Problem statement -
Some lines in the listing hold the word "TypeText". Return each of them.

Material for this exercise -
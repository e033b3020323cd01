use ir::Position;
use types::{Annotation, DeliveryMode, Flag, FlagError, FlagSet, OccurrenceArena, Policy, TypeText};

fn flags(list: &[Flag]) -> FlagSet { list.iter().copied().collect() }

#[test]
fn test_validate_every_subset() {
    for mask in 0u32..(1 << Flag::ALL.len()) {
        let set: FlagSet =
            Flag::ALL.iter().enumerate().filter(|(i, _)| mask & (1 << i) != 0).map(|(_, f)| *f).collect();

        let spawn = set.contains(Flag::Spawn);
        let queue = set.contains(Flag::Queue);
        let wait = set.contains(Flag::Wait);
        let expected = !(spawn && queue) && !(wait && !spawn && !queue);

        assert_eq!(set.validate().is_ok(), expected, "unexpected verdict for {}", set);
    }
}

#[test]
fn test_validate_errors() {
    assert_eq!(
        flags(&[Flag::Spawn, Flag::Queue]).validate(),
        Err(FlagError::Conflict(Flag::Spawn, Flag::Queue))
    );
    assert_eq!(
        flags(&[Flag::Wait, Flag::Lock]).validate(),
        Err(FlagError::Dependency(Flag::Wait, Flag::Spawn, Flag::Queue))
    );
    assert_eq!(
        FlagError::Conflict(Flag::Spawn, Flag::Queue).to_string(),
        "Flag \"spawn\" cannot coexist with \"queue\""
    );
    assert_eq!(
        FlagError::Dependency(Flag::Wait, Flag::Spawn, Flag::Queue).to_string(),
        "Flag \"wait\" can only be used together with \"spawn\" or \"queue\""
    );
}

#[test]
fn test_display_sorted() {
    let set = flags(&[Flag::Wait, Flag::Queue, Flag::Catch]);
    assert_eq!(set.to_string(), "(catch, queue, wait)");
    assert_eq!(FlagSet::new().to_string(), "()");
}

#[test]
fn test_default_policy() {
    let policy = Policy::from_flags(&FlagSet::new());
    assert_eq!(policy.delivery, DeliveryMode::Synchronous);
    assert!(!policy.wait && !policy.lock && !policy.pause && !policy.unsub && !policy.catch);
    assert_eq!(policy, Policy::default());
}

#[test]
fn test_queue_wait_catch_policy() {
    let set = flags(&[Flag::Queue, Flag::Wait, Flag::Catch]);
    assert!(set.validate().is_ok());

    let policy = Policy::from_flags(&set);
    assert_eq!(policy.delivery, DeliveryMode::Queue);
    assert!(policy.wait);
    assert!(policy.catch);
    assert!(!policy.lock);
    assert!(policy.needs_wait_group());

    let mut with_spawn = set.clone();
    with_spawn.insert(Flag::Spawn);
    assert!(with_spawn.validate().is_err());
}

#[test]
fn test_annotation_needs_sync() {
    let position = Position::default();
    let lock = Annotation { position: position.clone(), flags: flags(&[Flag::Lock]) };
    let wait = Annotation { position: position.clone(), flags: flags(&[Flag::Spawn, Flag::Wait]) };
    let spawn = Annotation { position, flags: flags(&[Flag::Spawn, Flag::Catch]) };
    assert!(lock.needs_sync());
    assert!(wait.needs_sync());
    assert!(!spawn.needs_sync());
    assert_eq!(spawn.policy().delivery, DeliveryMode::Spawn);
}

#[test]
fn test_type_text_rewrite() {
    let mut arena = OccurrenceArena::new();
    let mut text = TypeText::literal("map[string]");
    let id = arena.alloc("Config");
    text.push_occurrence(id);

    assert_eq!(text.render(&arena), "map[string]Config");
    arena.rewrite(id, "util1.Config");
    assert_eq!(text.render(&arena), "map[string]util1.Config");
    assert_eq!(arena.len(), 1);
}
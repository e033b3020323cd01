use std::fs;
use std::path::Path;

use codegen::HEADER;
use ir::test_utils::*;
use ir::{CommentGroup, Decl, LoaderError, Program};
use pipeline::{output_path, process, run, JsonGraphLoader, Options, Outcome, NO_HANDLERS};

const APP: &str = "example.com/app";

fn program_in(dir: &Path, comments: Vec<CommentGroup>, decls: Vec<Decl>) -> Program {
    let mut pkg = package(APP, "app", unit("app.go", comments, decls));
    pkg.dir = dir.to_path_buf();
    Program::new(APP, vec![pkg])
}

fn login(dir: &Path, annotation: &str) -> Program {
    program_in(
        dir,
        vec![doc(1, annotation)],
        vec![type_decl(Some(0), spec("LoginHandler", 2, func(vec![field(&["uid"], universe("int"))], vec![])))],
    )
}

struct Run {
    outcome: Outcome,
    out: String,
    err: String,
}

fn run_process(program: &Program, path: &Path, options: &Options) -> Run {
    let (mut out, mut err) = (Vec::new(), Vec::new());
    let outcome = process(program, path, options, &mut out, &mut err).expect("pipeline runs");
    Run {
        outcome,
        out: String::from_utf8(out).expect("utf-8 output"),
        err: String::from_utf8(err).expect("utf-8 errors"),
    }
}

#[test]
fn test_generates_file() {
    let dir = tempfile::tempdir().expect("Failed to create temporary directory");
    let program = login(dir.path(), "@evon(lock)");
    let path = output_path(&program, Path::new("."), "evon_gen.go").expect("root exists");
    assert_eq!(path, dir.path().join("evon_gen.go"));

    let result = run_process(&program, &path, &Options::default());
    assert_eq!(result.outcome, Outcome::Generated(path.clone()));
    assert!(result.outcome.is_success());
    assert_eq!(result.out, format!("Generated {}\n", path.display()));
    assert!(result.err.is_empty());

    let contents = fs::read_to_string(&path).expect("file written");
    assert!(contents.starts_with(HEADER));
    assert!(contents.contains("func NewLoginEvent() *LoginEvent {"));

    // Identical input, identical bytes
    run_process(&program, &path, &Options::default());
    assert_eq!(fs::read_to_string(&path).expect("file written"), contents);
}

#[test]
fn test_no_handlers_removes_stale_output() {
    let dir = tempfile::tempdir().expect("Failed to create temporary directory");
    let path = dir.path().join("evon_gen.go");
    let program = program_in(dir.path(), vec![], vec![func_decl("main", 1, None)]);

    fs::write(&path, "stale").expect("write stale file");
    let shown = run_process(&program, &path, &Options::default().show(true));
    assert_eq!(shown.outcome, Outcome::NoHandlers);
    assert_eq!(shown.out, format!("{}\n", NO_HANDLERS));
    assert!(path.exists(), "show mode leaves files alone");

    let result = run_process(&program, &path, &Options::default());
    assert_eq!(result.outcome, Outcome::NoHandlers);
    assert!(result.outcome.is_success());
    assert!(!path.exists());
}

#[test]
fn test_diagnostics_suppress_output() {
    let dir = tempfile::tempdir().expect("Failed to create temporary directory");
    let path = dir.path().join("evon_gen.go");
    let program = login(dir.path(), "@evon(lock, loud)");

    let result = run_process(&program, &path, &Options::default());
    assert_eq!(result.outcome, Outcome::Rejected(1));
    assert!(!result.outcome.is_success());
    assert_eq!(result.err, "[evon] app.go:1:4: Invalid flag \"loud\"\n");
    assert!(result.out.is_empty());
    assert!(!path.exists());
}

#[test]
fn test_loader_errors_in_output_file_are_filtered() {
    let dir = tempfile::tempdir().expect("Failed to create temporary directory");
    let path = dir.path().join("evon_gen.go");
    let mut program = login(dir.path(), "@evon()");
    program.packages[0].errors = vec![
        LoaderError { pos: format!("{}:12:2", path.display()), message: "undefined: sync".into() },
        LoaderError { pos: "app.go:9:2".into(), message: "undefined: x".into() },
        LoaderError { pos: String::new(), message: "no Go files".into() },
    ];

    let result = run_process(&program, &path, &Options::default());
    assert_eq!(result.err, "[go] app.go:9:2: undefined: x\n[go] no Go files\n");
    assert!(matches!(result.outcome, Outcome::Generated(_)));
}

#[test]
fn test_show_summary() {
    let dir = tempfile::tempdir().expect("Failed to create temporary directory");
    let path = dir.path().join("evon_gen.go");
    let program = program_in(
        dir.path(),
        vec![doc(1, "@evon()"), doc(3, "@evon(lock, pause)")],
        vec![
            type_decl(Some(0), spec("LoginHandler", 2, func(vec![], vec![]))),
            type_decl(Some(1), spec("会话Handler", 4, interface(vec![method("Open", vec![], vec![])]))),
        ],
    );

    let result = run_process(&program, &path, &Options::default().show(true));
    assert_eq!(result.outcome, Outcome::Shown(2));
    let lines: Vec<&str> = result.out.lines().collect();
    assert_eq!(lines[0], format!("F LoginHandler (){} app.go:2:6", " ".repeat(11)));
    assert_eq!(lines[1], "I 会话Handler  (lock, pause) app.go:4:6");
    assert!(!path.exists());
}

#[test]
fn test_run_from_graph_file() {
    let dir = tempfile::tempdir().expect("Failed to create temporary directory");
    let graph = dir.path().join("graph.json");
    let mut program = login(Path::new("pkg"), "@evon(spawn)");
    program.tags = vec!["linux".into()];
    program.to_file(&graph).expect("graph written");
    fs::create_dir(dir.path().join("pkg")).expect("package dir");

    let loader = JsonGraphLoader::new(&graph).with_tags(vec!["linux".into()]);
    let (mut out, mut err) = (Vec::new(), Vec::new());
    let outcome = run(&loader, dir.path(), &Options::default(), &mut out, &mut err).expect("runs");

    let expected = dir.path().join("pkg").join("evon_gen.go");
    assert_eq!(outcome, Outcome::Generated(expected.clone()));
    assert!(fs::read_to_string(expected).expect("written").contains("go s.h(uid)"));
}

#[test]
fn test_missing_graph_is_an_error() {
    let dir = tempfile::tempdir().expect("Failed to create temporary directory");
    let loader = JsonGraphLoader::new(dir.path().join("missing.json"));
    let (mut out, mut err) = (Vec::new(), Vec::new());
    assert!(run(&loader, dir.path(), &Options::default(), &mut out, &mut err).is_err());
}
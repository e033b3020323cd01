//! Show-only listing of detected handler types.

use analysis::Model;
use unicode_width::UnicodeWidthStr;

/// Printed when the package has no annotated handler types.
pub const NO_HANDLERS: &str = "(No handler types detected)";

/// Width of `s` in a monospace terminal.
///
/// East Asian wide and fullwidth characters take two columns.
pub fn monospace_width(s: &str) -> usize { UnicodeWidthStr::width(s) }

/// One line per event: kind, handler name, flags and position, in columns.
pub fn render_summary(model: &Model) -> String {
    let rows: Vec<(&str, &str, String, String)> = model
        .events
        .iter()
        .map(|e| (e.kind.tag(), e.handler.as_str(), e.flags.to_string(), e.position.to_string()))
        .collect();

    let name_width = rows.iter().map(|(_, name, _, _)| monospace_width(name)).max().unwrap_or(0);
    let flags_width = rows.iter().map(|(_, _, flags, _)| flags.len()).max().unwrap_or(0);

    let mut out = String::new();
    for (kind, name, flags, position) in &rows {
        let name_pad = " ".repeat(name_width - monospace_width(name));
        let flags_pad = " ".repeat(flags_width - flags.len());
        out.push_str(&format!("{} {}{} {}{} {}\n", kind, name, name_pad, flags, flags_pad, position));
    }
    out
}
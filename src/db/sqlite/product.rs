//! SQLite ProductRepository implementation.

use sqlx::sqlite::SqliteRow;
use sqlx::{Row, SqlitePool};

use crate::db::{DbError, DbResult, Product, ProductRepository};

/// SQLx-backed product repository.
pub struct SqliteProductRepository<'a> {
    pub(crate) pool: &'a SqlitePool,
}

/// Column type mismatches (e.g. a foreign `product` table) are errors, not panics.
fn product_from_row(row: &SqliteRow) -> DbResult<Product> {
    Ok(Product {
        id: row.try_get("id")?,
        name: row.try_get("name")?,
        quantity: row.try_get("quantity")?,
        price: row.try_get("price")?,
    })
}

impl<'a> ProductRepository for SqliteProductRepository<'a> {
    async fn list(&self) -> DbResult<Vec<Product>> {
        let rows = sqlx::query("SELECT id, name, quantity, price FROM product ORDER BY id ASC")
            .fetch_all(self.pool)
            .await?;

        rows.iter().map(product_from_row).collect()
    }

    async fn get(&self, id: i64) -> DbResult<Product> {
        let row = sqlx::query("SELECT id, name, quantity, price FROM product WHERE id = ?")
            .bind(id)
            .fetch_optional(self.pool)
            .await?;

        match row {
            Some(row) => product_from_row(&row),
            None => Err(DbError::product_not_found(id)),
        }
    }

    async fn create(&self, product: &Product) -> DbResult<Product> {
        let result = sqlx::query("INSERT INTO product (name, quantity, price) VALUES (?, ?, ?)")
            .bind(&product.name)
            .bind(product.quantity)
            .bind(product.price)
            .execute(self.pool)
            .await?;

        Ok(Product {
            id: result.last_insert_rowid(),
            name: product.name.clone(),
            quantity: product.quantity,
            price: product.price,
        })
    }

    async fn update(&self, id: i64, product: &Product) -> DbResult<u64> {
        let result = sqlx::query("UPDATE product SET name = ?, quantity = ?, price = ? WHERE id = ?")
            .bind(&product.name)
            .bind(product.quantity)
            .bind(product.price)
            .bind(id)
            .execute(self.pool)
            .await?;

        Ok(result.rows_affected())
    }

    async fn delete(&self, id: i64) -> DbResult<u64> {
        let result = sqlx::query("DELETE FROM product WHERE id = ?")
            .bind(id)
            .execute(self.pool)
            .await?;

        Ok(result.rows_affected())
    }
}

Solved exercise -
use types::{Annotation, DeliveryMode, Flag, FlagError, FlagSet, OccurrenceArena, Policy, TypeText};
    let mut text = TypeText::literal("map[string]");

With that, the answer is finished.